Nous sommes au cœur de la recherche du début de l’Église, où se lit déjà un sens chrétien très ferme. Finalement, la question sous-jacente du premier verset n’est pas tellement de savoir s’il vaut mieux, moralement, être marié que célibataire, mais si le mariage, en tant que tel, n’a pas pris fin à cause de la nouveauté radicale du temps inauguré par l’effusion de l’Esprit. Or, en face de ceux qui, sous le prétexte que les derniers temps sont commencés, voudraient abolir le mariage, Paul va se poser en défenseur de l’institution matrimoniale. Et à partir de leur question (7,1b), il rappelle aux époux leur devoir conjugal (7,2-5a). Au chapitre 6, verset 12, Paul proclamait : « je ne me laisserai asservir par rien » (exousiasthèsomai). Ici, il rappelle à chacun des conjoints qu’il n’a pas à dominer (exousiazei) lui-même son propre corps, à en être le maître, mais à le laisser dominer par son conjoint, à laisser celui-ci en disposer (7,4). Au verset 5b, il marquera cependant son accord à une continence dans le mariage, mais dans des conditions bien précises : que ce soit d’un commun accord, pour un certain temps, et dans le but de la prière. J. J. von Allmen [7] pense que cette interruption de ce que Paul appelle la vie commune, ne signifie pas simplement une période de continence, mais une séparation totale. Parmi les commentateurs, il y a divergence d’opinion sur la portée exacte du verset 6 concernant la concession de Paul. Quel est l’objet de cette concession ? X. Léon-Dufour pense que Paul concède ici le « retour » aux relations sexuelles normales ; il justifie cette interprétation par l’orientation du verset suivant où Paul souhaite que tous soient comme lui. Par contre, J. J. von Allmen et J. Giblet interprètent ce verset de façon opposée en disant que l’objet de la concession de Paul est « l’arrêt » des relations sexuelles. Quoi qu’il en soit, le motif de cette continence momentanée n’est nullement d’ordre ascétique, mais trouve son sens dans la prière seule. Il ne s’agit pas d’une limitation mais d’une ouverture vers le haut, désirée conjointement par les deux époux. C’est l’affirmation implicite qu’au-delà de la rencontre des personnes que les époux cherchent à travers l’union des corps, il y a un univers à la fois personnel et social qui ne s’accomplit qu’en Dieu. C’est l’affirmation que le mariage n’est pas un dialogue qui se ferme sur lui-même, mais qu’il s’ouvre vers la rencontre avec l’unique Seigneur des esprits et des corps.

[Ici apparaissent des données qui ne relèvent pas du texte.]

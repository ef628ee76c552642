use crate::foundation::core::Frame;
use crate::foundation::error::UnveilResult;
use crate::foundation::math::value_of_percent;
use crate::raster::grayscale::grayscale;
use crate::strategy::{ExecutionModel, RevealStrategy, Rotation, StepDomain, ensure_prepared};
use kurbo::Vec2;

/// Start of the sweep: 12 o'clock, in the screen-space convention where
/// angle 0 is 3 o'clock and positive angles turn clockwise (y grows down).
const START_ANGLE_DEG: f64 = 270.0;
const FULL_CIRCLE_DEG: u32 = 360;

/// Reveals the source inside an angular sector sweeping around the image
/// center from the top, clockwise or counterclockwise.
#[derive(Debug)]
pub struct RadialWipe {
    rotation: Rotation,
    placeholder: Option<Frame>,
}

impl RadialWipe {
    /// Create the strategy for the given sweep direction.
    pub fn new(rotation: Rotation) -> Self {
        Self {
            rotation,
            placeholder: None,
        }
    }

    fn in_sector(&self, offset: Vec2, sweep_deg: f64) -> bool {
        // atan2 with y-down screen coordinates already measures clockwise.
        let theta = offset.y.atan2(offset.x).to_degrees();
        let from_start = match self.rotation {
            Rotation::Clockwise => (theta - START_ANGLE_DEG).rem_euclid(360.0),
            Rotation::CounterClockwise => (START_ANGLE_DEG - theta).rem_euclid(360.0),
        };
        from_start <= sweep_deg
    }
}

impl RevealStrategy for RadialWipe {
    fn prepare(&mut self, source: &Frame) -> UnveilResult<Frame> {
        let placeholder = grayscale(source);
        self.placeholder = Some(placeholder.clone());
        Ok(placeholder)
    }

    fn compute_frame(
        &mut self,
        source: &Frame,
        _current: &Frame,
        step: u32,
    ) -> UnveilResult<Frame> {
        let placeholder = ensure_prepared(self.placeholder.as_ref())?;
        let sweep = value_of_percent(FULL_CIRCLE_DEG, step.min(100));
        if sweep == 0 {
            return Ok(placeholder.clone());
        }
        if sweep >= FULL_CIRCLE_DEG {
            return Ok(source.clone());
        }

        let center = Vec2::new(
            f64::from(source.width) * 0.5,
            f64::from(source.height) * 0.5,
        );
        let sweep_deg = f64::from(sweep);
        let mut out = placeholder.clone();
        for y in 0..source.height {
            for x in 0..source.width {
                let offset = Vec2::new(f64::from(x) + 0.5, f64::from(y) + 0.5) - center;
                if self.in_sector(offset, sweep_deg) {
                    let i = ((y * source.width + x) * 4) as usize;
                    out.data[i..i + 4].copy_from_slice(&source.data[i..i + 4]);
                }
            }
        }
        Ok(out)
    }

    fn cleanup(&mut self) {
        self.placeholder = None;
    }

    fn step_domain(&self) -> StepDomain {
        StepDomain::Percent
    }

    fn preferred_model(&self) -> ExecutionModel {
        ExecutionModel::Sync
    }
}

#[cfg(test)]
#[path = "../../tests/unit/strategy/radial.rs"]
mod tests;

Dans les versets 7 et 8, Paul souhaiterait que tout le monde fût comme lui. Mais en même temps, il reconnaît qu’il s’agit là d’un charisme, ce qui suppose à la fois la compréhension d’une valeur et une grâce donnée pour s’y tenir fidèlement. Or chacun reçoit de Dieu son don particulier, l’un celui-ci, l’autre celui-là, comme il le dit lui-même au verset 7. Peut-on extraire de ce verset l’affirmation que seul le célibat est un charisme et non pas l’état de mariage ? Certains le diront, tandis que d’autres y verront précisément la preuve que le mariage est lui aussi un charisme. Avec X. Léon-Dufour [8], nous retirerons cependant au mariage la prérogative d’être un charisme au sens strict, car, à partir du donné de la condition féminine ou masculine, il est la voie normale de la création, et comme tel, n’implique pas un appel « spécial » du Seigneur. Le célibat volontaire, par contre, suppose un choix libre répondant à un appel particulier du Seigneur ; seul il pourrait donc être appelé charisme, car il est réponse à un don, une vocation particulière.
Le verset 9 « il vaut mieux se marier que brûler » fera dire à certains que Paul considère le mariage comme un mal nécessaire. Mais n’est-ce pas dire plutôt : si vous voulez vous marier, faites-le ; reconnaissez simplement que le célibat volontaire n’est pas votre charisme.
Avec le verset 10 vient la seule chose que Paul présente comme un ordre, et comme un ordre du Seigneur, dit-il positivement. L’indissolubilité du mariage est ici affirmée avec force et sans exception ; et ceci est d’autant plus remarquable si l’on songe que cette lettre de Paul est antérieure de vingt ou trente ans aux textes écrits des Évangiles.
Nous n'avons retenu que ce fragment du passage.